Já dados40 apresentados pelo MDA, em 2003, revelaram que a participação do agronegócio familiar no PIB – Produto Interno Bruto nacional chegou a 10,1%, o que correspondeu a um valor adicionado de R$ 156,6 bilhões. Os estabelecimentos familiares, dispondo de apenas 30% da área, foram responsáveis por quase 38% do VBP da agropecuária nacional e, na produção de feijão, leite, milho, mandioca, suínos, cebola, banana e fumo, essa proporção chegou à cerca de 50%. Demonstraram ser grandes empregadores e eficientes na atividade produtiva, tendo sido responsáveis por praticamente 77% do pessoal ocupado no meio rural brasileiro e obtido renda total por hectare/ano 2,4 vezes maior que a dos demais, em imóveis cuja área média é 17 vezes menor que a dos estabelecimentos patronais (MDA, 2006-a).

Além da relevância econômica, a agricultura familiar representa a possibilidade de fortalecimento de um modo de produção socialmente mais justo e ambientalmente equilibrado. O Desenvolvimento Local Sustentável baseia-se nessas premissas, ou seja, a promoção de processos que diminuam a pobreza e as desigualdades ao mesmo tempo em que consigam proteger o meio ambiente das freqüentes agressões representadas pelos processos de crescimento econômico.

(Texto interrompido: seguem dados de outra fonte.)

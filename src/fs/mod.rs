//! Physical filesystem layer.
//!
//! Everything that touches the disk lives here: path canonicalization
//! ([`Canonicalizer`]), the injected directory-listing collaborator
//! ([`DirectoryLister`] / [`OsLister`]), and the ordered traversal
//! ([`walk`]).

mod list;
mod normalize;
mod walk;

pub use list::{DirEntry, DirectoryLister, ListError, OsLister};
pub use normalize::{Canonicalizer, same_root_relative_path};
pub use walk::{Walked, WalkedFile, walk};

#[cfg(test)]
pub(crate) use list::MapLister;
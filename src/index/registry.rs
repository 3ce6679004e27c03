//! Simple registries: directory prefixes and auxiliary bundle files.

use indexmap::IndexMap;
use std::path::{Path, PathBuf};

use crate::base::LogicalPath;
use crate::diagnostics::WarningSink;
use crate::fs::same_root_relative_path;

// ============================================================================
// DIRECTORY REGISTRY
// ============================================================================

/// The logical prefix assigned to each visited physical directory.
///
/// Keys are canonical directories. The traversal writes an entry for every
/// directory it lists; the driver layer reads it back to tell whether a
/// directory already has a logical name (an unregistered one is simply
/// absent, never an error).
#[derive(Clone, Debug, Default)]
pub struct DirRegistry {
    entries: IndexMap<PathBuf, LogicalPath>,
}

impl DirRegistry {
    /// Create an empty registry.
    pub fn new() -> Self {
        Self::default()
    }

    /// Record the logical prefix of a canonical directory. A rewrite keeps
    /// the latest prefix.
    pub fn register(&mut self, dir: PathBuf, prefix: LogicalPath) {
        self.entries.insert(dir, prefix);
    }

    /// The prefix assigned to a canonical directory, if any.
    pub fn logical_path(&self, dir: &Path) -> Option<&LogicalPath> {
        self.entries.get(dir)
    }

    /// Iterate over all registered directories.
    pub fn iter(&self) -> impl Iterator<Item = (&Path, &LogicalPath)> {
        self.entries.iter().map(|(dir, prefix)| (dir.as_path(), prefix))
    }

    /// Number of registered directories.
    pub fn len(&self) -> usize {
        self.entries.len()
    }

    /// Check if the registry is empty.
    pub fn is_empty(&self) -> bool {
        self.entries.is_empty()
    }
}

// ============================================================================
// BUNDLE REGISTRY
// ============================================================================

/// Where a bundle file was first seen.
#[derive(Clone, Debug, PartialEq, Eq)]
pub struct BundleLocation {
    /// Directory holding the file; absent stands for the current directory.
    pub dir: Option<PathBuf>,
    /// The suffix the file was registered with, dot included.
    pub suffix: String,
}

/// Basename-keyed locations for one auxiliary bundle kind.
///
/// The first registration of a basename wins. A later registration with the
/// same basename and suffix from a location that is not path-equivalent is
/// diagnosed and discarded; a re-registration from an equivalent location is
/// a no-op.
#[derive(Clone, Debug, Default)]
pub struct BundleRegistry {
    entries: IndexMap<String, BundleLocation>,
}

impl BundleRegistry {
    /// Create an empty registry.
    pub fn new() -> Self {
        Self::default()
    }

    /// Record `basename` as living in `dir`.
    pub fn register(
        &mut self,
        sink: &mut dyn WarningSink,
        basename: &str,
        dir: Option<&Path>,
        suffix: &str,
    ) {
        if let Some(seen) = self.entries.get(basename) {
            if seen.suffix == suffix
                && !same_root_relative_path(seen.dir.as_deref(), dir)
            {
                sink.warn(format!(
                    "{basename}{suffix} found twice, in {} and {}; keeping the first",
                    location(seen.dir.as_deref()),
                    location(dir),
                ));
            }
            return;
        }
        self.entries.insert(
            basename.to_owned(),
            BundleLocation {
                dir: dir.map(Path::to_path_buf),
                suffix: suffix.to_owned(),
            },
        );
    }

    /// The directory the basename resolves to, if registered with one.
    pub fn find(&self, basename: &str) -> Option<&Path> {
        self.entries.get(basename).and_then(|loc| loc.dir.as_deref())
    }

    /// Number of registered basenames.
    pub fn len(&self) -> usize {
        self.entries.len()
    }

    /// Check if the registry is empty.
    pub fn is_empty(&self) -> bool {
        self.entries.is_empty()
    }
}

fn location(dir: Option<&Path>) -> String {
    match dir {
        Some(dir) => dir.display().to_string(),
        None => ".".to_owned(),
    }
}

A produção agrícola pode ser considerada a atividade mais importante para o desenvolvimento, pois mesmo com a emergência da sociedade industrial, não perdeu sua função essencial na reprodução social. Historicamente, essa atividade, anterior ao modo de produção capitalista, possui diversas características ligadas aos fatores naturais de produção e ao processo biológico que a diferenciam da lógica do capitalismo (Kühn, 2002). No entanto, a influência do pacote da revolução verde, que visava exatamente a transposição do modelo capitalista para a agricultura, alterou o perfil de parte significativa da produção agrícola.

Já o segmento da pequena agricultura ou agricultura familiar, apesar de sua heterogeneidade interna, foi capaz de assegurar a independência desse modelo, basicamente por não haver separação total entre o capital e os demais fatores de produção; pelo trabalho não ser totalmente alienado; pela subordinação do capital não estar no mesmo patamar que os demais setores produtivos; e pela divisão social do trabalho não estar consolidada. Como aponta Kühn (2002): “[O comportamento do camponês é composto das suas diversas relações sociais e da interação sócio-econômica destas relações. Surge, novamente, a idéia que a atividade agrícola é mais do

que um modo de produção, é um modo de vida. O centro desse processo produtivo é o homem e não o capital]....[A autonomia da produção camponesa representa a não-alienação do trabalho, a revalorização do ambiente rural e um processo de democratização.]”.

Essas características são ainda mais valorizadas ao se constatar a insustentabilidade do modo de produção capitalista, devido aos seus efeitos perversos de concentração de renda e aumento das desigualdades, surgindo a agricultura familiar como uma alternativa para a superação desses problemas.